Redefine lambda syntax to λ
(defmacro λ (args body) `(lambda ,args ,body)) ELISP> (λ (x) (+ x 3)) (lambda (x) (+ x 3)) ELISP> (mapcar (λ (x) (+ x 3)) '(1 2 3 4 5 6)) (4 5 6 7 8 9)
Set variable to nil
(defmacro nil! (var) `(setq ,var nil)) ELISP> (setq x 10) 10 ELISP> x 10 ELISP> ELISP> (nil! x) nil ELISP> x nil ELISP> ELISP> (nil! z) nil ELISP> z nil ELISP>
Create Clojure def, defn and fn special forms
(defmacro fn (args body) `(lambda ,args ,body)) (defmacro def (name value) `(setq ,name ,value)) (defmacro defn (name args body) `(defun ,name ,args ,body)) ELISP> (fn (x) (* x x)) (lambda (x) (* x x)) ELISP> (mapcar (fn (x) (* x x)) '(1 2 3 4 5)) (1 4 9 16 25) ELISP> (def x 1000) 1000 ELISP> x 1000 ELISP> ELISP> (defn f (x y z) (+ (* 3 x) (* -4 y) (* 5 z))) f ELISP> (f 4 5 6) 22 ELISP>
Clojure - Thread-First Macro
See also:
(defun foldl (f acc xss)
(if (null xss)
acc
(foldl f (funcall f acc (car xss)) (cdr xss))))

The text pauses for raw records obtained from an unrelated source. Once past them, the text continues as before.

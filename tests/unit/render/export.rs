use super::*;

fn frame(px: [u8; 4]) -> FrameRGBA {
    FrameRGBA {
        width: 2,
        height: 2,
        data: px.repeat(4),
        premultiplied: true,
    }
}

#[test]
fn transparent_pixels_take_the_background() {
    let rgb = frame_to_rgb_over(&frame([0, 0, 0, 0]), Rgba8::rgba(10, 20, 30, 255));
    assert_eq!(&rgb[..3], &[10, 20, 30]);
    let rgb = frame_to_rgb_over(&frame([128, 0, 0, 128]), Rgba8::BLACK);
    assert_eq!(&rgb[..3], &[128, 0, 0]);
}

#[test]
fn straight_copy_unpremultiplies() {
    let rgba = frame_to_straight_rgba(&frame([64, 0, 0, 128]));
    assert_eq!(&rgba[..4], &[128, 0, 0, 128]);
}

#[test]
fn png_and_jpeg_roundtrip_through_the_decoder() {
    let f = frame([255, 0, 0, 255]);
    let png = export_png(&f).unwrap();
    let back = image::load_from_memory(&png).unwrap().to_rgba8();
    assert_eq!(back.dimensions(), (2, 2));
    assert_eq!(back.get_pixel(0, 0).0, [255, 0, 0, 255]);

    let jpg = export_jpeg(&f, Rgba8::BLACK, DEFAULT_JPEG_QUALITY).unwrap();
    assert_eq!(&jpg[..2], &[0xFF, 0xD8]);
    let back = image::load_from_memory(&jpg).unwrap().to_rgb8();
    assert!(back.get_pixel(1, 1).0[0] > 200);
}

#[test]
fn data_urls_are_base64() {
    assert_eq!(to_data_url("image/jpeg", &[0, 1, 2]), "data:image/jpeg;base64,AAEC");
}
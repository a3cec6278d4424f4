use crate::{
    assets::loader::{LoadJob, LoadKind},
    scene::graph::Scene,
    sprite::decode::SpriteLimits,
    theme::{
        clock::{Clock, DEFAULT_DATE_FORMAT, DEFAULT_TIME_FORMAT, format_date, format_time},
        item::{ItemValue, ThemeItem},
        locale::Translate,
        snapshot::SensorSnapshot,
    },
    widgets::{WidgetUpdate, apply_widget},
};

/// Literal shown by `frontend/custom_text` nodes that store no text.
pub const DEFAULT_CUSTOM_TEXT: &str = "hello world";

/// Collaborators a tick needs besides the scene and the snapshot.
#[derive(Clone, Copy)]
pub struct BindingContext<'a> {
    /// Time source for `frontend/date` and `frontend/time`.
    pub clock: &'a dyn Clock,
    /// Localization for weather text.
    pub translator: &'a dyn Translate,
    /// Duration cap for animated image swaps.
    pub sprite_max_duration_ms: Option<f64>,
}

/// What one tick did.
#[derive(Debug, Default)]
pub struct TickReport {
    /// Nodes handed to a widget routine.
    pub dispatched: usize,
    /// Nodes whose geometry or text changed in place.
    pub changed: usize,
    /// Nodes with no value in the snapshot.
    pub skipped_missing: usize,
    /// Nodes whose value equals the last applied one.
    pub skipped_unchanged: usize,
    /// Nodes whose widget routine failed.
    pub failed: usize,
    /// Image loads to submit.
    pub loads: Vec<LoadJob>,
    /// A single repaint of the whole scene is due.
    pub repaint_requested: bool,
}

/// Current value of a bound item: computed locally for `frontend`, read from the snapshot
/// otherwise.
pub fn resolve_value(
    item: &ThemeItem,
    snapshot: &SensorSnapshot,
    clock: &dyn Clock,
) -> Option<ItemValue> {
    if !item.is_frontend() {
        return snapshot.get(&item.sensor, &item.attribute);
    }
    match item.attribute.as_str() {
        "date" => Some(ItemValue::Text(format_date(
            clock.now(),
            item.date_format.as_deref().unwrap_or(DEFAULT_DATE_FORMAT),
        ))),
        "time" => Some(ItemValue::Text(format_time(
            clock.now(),
            item.time_format.as_deref().unwrap_or(DEFAULT_TIME_FORMAT),
        ))),
        "custom_text" => Some(
            item.value
                .clone()
                .filter(|v| !v.to_display().is_empty())
                .unwrap_or_else(|| ItemValue::from(DEFAULT_CUSTOM_TEXT)),
        ),
        _ => item.value.clone(),
    }
}

/// Apply one telemetry snapshot to every bound node.
///
/// Nodes whose value is missing keep their state; nodes whose value equals the last applied one
/// are skipped, except weather nodes which always re-run. The report requests at most one
/// repaint for the whole pass.
#[tracing::instrument(level = "debug", skip_all, fields(nodes = scene.len()))]
pub fn apply_snapshot(
    scene: &mut Scene,
    snapshot: &SensorSnapshot,
    cx: &BindingContext<'_>,
) -> TickReport {
    let mut report = TickReport::default();
    let limits = SpriteLimits {
        max_width: Some(scene.canvas().width),
        max_height: Some(scene.canvas().height),
        max_duration_ms: cx.sprite_max_duration_ms,
    };

    for id in scene.bound_ids() {
        let Some((node, Some(item))) = scene.entry_mut(id) else {
            continue;
        };
        let Some(value) = resolve_value(item, snapshot, cx.clock) else {
            report.skipped_missing += 1;
            continue;
        };
        if !item.is_weather() && item.value.as_ref() == Some(&value) {
            report.skipped_unchanged += 1;
            continue;
        }

        report.dispatched += 1;
        match apply_widget(node, item, &value, cx.translator) {
            Ok(WidgetUpdate::Changed) => {
                report.changed += 1;
                item.value = Some(value);
            }
            Ok(WidgetUpdate::Unchanged) => item.value = Some(value),
            Ok(WidgetUpdate::Pending) => {}
            Ok(WidgetUpdate::Load { source, animated }) => {
                let kind = if animated {
                    LoadKind::Sprite(limits)
                } else {
                    LoadKind::Static { adopt_size: true }
                };
                tracing::debug!(node = id.index(), source = %source, animated, "image swap requested");
                report
                    .loads
                    .extend(scene.begin_load(id, source, kind, Some(value)));
            }
            Err(err) => {
                report.failed += 1;
                tracing::warn!(node = id.index(), error = %err, "widget update failed");
            }
        }
    }

    report.repaint_requested = report.changed > 0;
    tracing::debug!(
        dispatched = report.dispatched,
        changed = report.changed,
        missing = report.skipped_missing,
        unchanged = report.skipped_unchanged,
        loads = report.loads.len(),
        "snapshot applied"
    );
    report
}

#[cfg(test)]
#[path = "../../tests/unit/binding/engine.rs"]
mod tests;
use super::*;
use crate::{
    foundation::core::Placement,
    scene::node::TextStyle,
    theme::{item::ShowType, locale::KeyEcho},
};

fn item(sensor: &str, attribute: &str, unit: Option<&str>, show_unit: bool) -> ThemeItem {
    let mut it = ThemeItem::new(sensor, attribute, ShowType::Text);
    it.unit = unit.map(str::to_owned);
    it.show_unit = Some(show_unit);
    it
}

fn text_node(s: &str) -> Node {
    Node::new(
        NodeKind::Text {
            text: s.to_owned(),
            style: TextStyle::default(),
        },
        Placement::default(),
    )
}

#[test]
fn speeds_scale_by_unit() {
    let v = ItemValue::Number(183_870.0);
    assert_eq!(
        format_text_value(&item("net", "upload_speed", Some("kb/s"), true), &v, &KeyEcho),
        "183.87 kb/s"
    );
    assert_eq!(
        format_text_value(&item("net", "upload_speed", Some("mb/s"), true), &v, &KeyEcho),
        "0.18 mb/s"
    );
    assert_eq!(
        format_text_value(&item("net", "download_speed", Some("kb/s"), false), &v, &KeyEcho),
        "183.87"
    );
}

#[test]
fn speed_ties_round_up() {
    assert_eq!(
        format_text_value(
            &item("net", "upload_speed", Some("kb/s"), true),
            &ItemValue::Number(1_125.0),
            &KeyEcho
        ),
        "1.13 kb/s"
    );
    assert_eq!(
        format_text_value(
            &item("net", "download_speed", Some("mb/s"), false),
            &ItemValue::Number(2_625_000.0),
            &KeyEcho
        ),
        "2.63"
    );
}

#[test]
fn load_is_a_rounded_percent() {
    let it = item("cpu", "load", Some("%"), true);
    assert_eq!(format_text_value(&it, &ItemValue::Number(0.456), &KeyEcho), "46 %");
    assert_eq!(format_text_value(&it, &ItemValue::from("0.5"), &KeyEcho), "50 %");
}

#[test]
fn other_attributes_pass_through() {
    let it = item("gpu", "name", None, true);
    assert_eq!(
        format_text_value(&it, &ItemValue::from("RTX"), &KeyEcho),
        "RTX"
    );
    let t = item("cpu", "temperature", Some("°C"), true);
    assert_eq!(format_text_value(&t, &ItemValue::Number(41.0), &KeyEcho), "41 °C");
}

#[test]
fn weather_text_is_localized_and_normalized() {
    let it = item("weather", "text", None, false);
    let tr = |key: &str| format!("<{key}>");
    assert_eq!(
        format_text_value(&it, &ItemValue::from(WEATHER_PLACEHOLDER), &tr),
        "<label.WatherFakeValue>"
    );
    assert_eq!(
        format_text_value(&it, &ItemValue::from("Sunny 21\u{2103}"), &KeyEcho),
        "Sunny 21\u{b0}C"
    );
}

#[test]
fn update_is_a_noop_for_the_same_string() {
    let mut n = text_node("12");
    assert_eq!(update_text(&mut n, "12".into()).unwrap(), WidgetUpdate::Unchanged);
    assert_eq!(update_text(&mut n, "13".into()).unwrap(), WidgetUpdate::Changed);
    assert_eq!(n.text(), Some("13"));
}

#[test]
fn update_rejects_non_text_nodes() {
    let mut n = Node::new(NodeKind::Rect { rx: 0.0, ry: 0.0 }, Placement::default());
    assert!(matches!(
        update_text(&mut n, "x".into()),
        Err(ThemeError::InvalidScene(_))
    ));
}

(defun pass-result (x sexp)
(if (listp sexp)
`(,(car sexp) ,x ,@(cdr sexp))
`(,sexp ,x)))
(defmacro -> (x &rest exprs)
(foldl #'pass-result x exprs))
(->
5
exp
(/ 20)
(+ 10 20)
(- 3)
log10)
ELISP> (macroexpand
'(->
5
exp
(/ 20)
(+ 10 20)
(- 3)
log10))
(log10
(-
(+
(/
(exp 5)
20)
10 20)
3))
Or
(log10 (- (+ (/ (exp 5) 20) 10 20) 3))
ELISP> (pass-result 5 'exp)
(exp 5)
ELISP> (pass-result (pass-result 5 'exp) '(/ 20))
(/
(exp 5)
20)
ELISP> (pass-result (pass-result (pass-result 5 'exp) '(/ 20)) '(+ 10 20))
(+
(/
(exp 5)
20)
10 20)
ELISP>
Clojure - Thread-Last Macro
See: (->> x & forms)
(defun pass-result-last (x sexp)
(if (listp sexp)
`(,(car sexp) ,@(cdr sexp) ,x)
`(,sexp ,x)))
(defmacro --> (x &rest exprs)
(foldl #'pass-result-last x exprs))
(-->
5
(/ 20)
(+ 10 20)
(- 16))
ELISP> (-->
5
(/ 20)
(+ 10 20)
(- 16))
-18
ELISP
Thread-Substitute Macro
(defun replace (targ subst lst)
(if (null lst)
'()
(let ((hd (car lst))
(tl (cdr lst)))
(if (equal targ hd)
(cons subst (replace targ subst tl))
(cons (if (listp hd) (replace targ subst hd) hd)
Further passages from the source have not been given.